PYEONGCHANG (Reuters) - Austria dominated the Alpine skiing in the Sochi Winter Olympics four years ago and Matthias Mayer is hoping to trigger a similar medal avalanche when he defends his men’s downhill title at the Pyeongchang Games on Sunday.
Mayer’s success in the blue riband event was one of nine Alpine skiing medals won by Austria in Russia and the 27-year-old was all smiles on his return to the Olympic arena at the Jeongseon Alpine Centre on Wednesday.
“I feel very excited to come back, it’s always something special,” he told reporters after his second training run.
“I’m feeling good... we have good conditions and everything looks good for this week.”

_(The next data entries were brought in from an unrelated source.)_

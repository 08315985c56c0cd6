//! Common test utilities for beacon-api end-to-end tests.

#![allow(dead_code)]

use std::io::Write;
use std::net::SocketAddr;
use std::sync::Arc;

use beacon_api::{ProcMeminfo, Server, ServerStatusService};
use beacon_core::{BeaconConfig, ServiceHandle};
use tempfile::NamedTempFile;
use tokio::sync::oneshot;
use tokio::task::JoinHandle;

/// Secret key configured for every harness server.
pub const SECRET: &str = "e2e-secret";

/// Allowed token configured for every harness server.
pub const ALLOWED: &str = "e2e-allowed";

/// Fake `/proc/meminfo` with 16 GiB total and 4 GiB available.
pub const MEMINFO: &str = "\
MemTotal:       16777216 kB
MemFree:         1048576 kB
MemAvailable:    4194304 kB
Buffers:          123456 kB
";

/// A running server on an ephemeral port.
pub struct TestServer {
    /// Bound address.
    pub addr: SocketAddr,
    /// Lifecycle handle.
    pub health: ServiceHandle,
    /// HTTP client.
    pub client: reqwest::Client,
    shutdown: Option<oneshot::Sender<()>>,
    task: Option<JoinHandle<beacon_api::Result<()>>>,
    _meminfo: NamedTempFile,
}

impl TestServer {
    /// Start a server with auth enabled.
    pub async fn start() -> Self {
        Self::start_with(|_| {}).await
    }

    /// Start a server after adjusting the default test config.
    pub async fn start_with(adjust: impl FnOnce(&mut BeaconConfig)) -> Self {
        let mut meminfo = NamedTempFile::new().unwrap();
        meminfo.write_all(MEMINFO.as_bytes()).unwrap();

        let mut config = BeaconConfig::default();
        config.app.version = "9.9.9".to_string();
        config.server.host = "127.0.0.1".to_string();
        config.server.port = 0;
        config.auth.enabled = true;
        config.auth.secret_key = SECRET.to_string();
        config.auth.allowed_tokens = vec![format!("  {ALLOWED}  ")];
        adjust(&mut config);

        let status = ServerStatusService::new(
            config.app.version.clone(),
            Arc::new(ProcMeminfo::with_path(meminfo.path())),
        );
        let bound = Server::with_status_source(config, Arc::new(status))
            .bind()
            .await
            .unwrap();
        let addr = bound.local_addr();
        let health = bound.health();

        let (tx, rx) = oneshot::channel::<()>();
        let task = tokio::spawn(bound.serve(async move {
            let _ = rx.await;
        }));
        health
            .wait_ready(std::time::Duration::from_secs(5))
            .await
            .unwrap();

        Self {
            addr,
            health,
            client: reqwest::Client::new(),
            shutdown: Some(tx),
            task: Some(task),
            _meminfo: meminfo,
        }
    }

    /// Absolute URL for a path on this server.
    pub fn url(&self, path: &str) -> String {
        format!("http://{}{}", self.addr, path)
    }

    /// GET with an optional bearer token.
    pub async fn get(&self, path: &str, token: Option<&str>) -> reqwest::Response {
        let mut req = self.client.get(self.url(path));
        if let Some(token) = token {
            req = req.bearer_auth(token);
        }
        req.send().await.unwrap()
    }

    /// Signal shutdown and wait for the server task to finish.
    pub async fn stop(mut self) {
        if let Some(tx) = self.shutdown.take() {
            let _ = tx.send(());
        }
        if let Some(task) = self.task.take() {
            task.await.unwrap().unwrap();
        }
    }
}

Unlike in 2014 when he arrived at the Olympics with a World Cup downhill win in Lenzerheide to his name, Mayer has yet to top the podium this season.
He has, however, had one second and three third places and most importantly got through the season without a serious injury.
“I was healthy, the last few years I’ve always had to fight with some injuries but I feel good now,” he added.
“I had a really good start in the World Cup season, had some good results. I am very comfortable.”
Mayer’s 37-year-old team mate, former Super G world champion Hannes Reichelt, also believes he might be in the medals after three World Cup podiums and a few near misses this season.
“I am in good shape, maybe I have to ski a little bit faster,” Reichelt said.
“I think all of the guys are going all in for these races, you have to reach the limits for a very fast run. That’s what makes it so special. You also need a bit of luck on your side...”
Even though success and failure in the speed races comes down to tiny margins, Reichelt said he thought the Austrian team was at least starting from a decent base.
“I think we are in good shape, that’s important,” he said.
“Olympic Games always have special rules but I think it’s important all of our guys are healthy and we are healthy.”
Another downhill medal contender is Max Franz, who identified Norwegians Aksel Lund Svindal and Kjetil Jansrud and Swiss Beat Feuz as the main threats to Austrian success in the downhill and Super G.
“It will be really difficult,” he told Reuters. “(But) the whole World Cup team is in good shape.”
Team spearhead Marcel Hirscher thought it unlikely the Austrians would be able to match their Sochi success, although they might spring a few shocks.
“We have a younger team... and four years ago we had more individual top favorites in our team,” he said.
“Now we have more surprises in our team and this can be at the end of this Olympic Games, a big ‘wow’ effect.”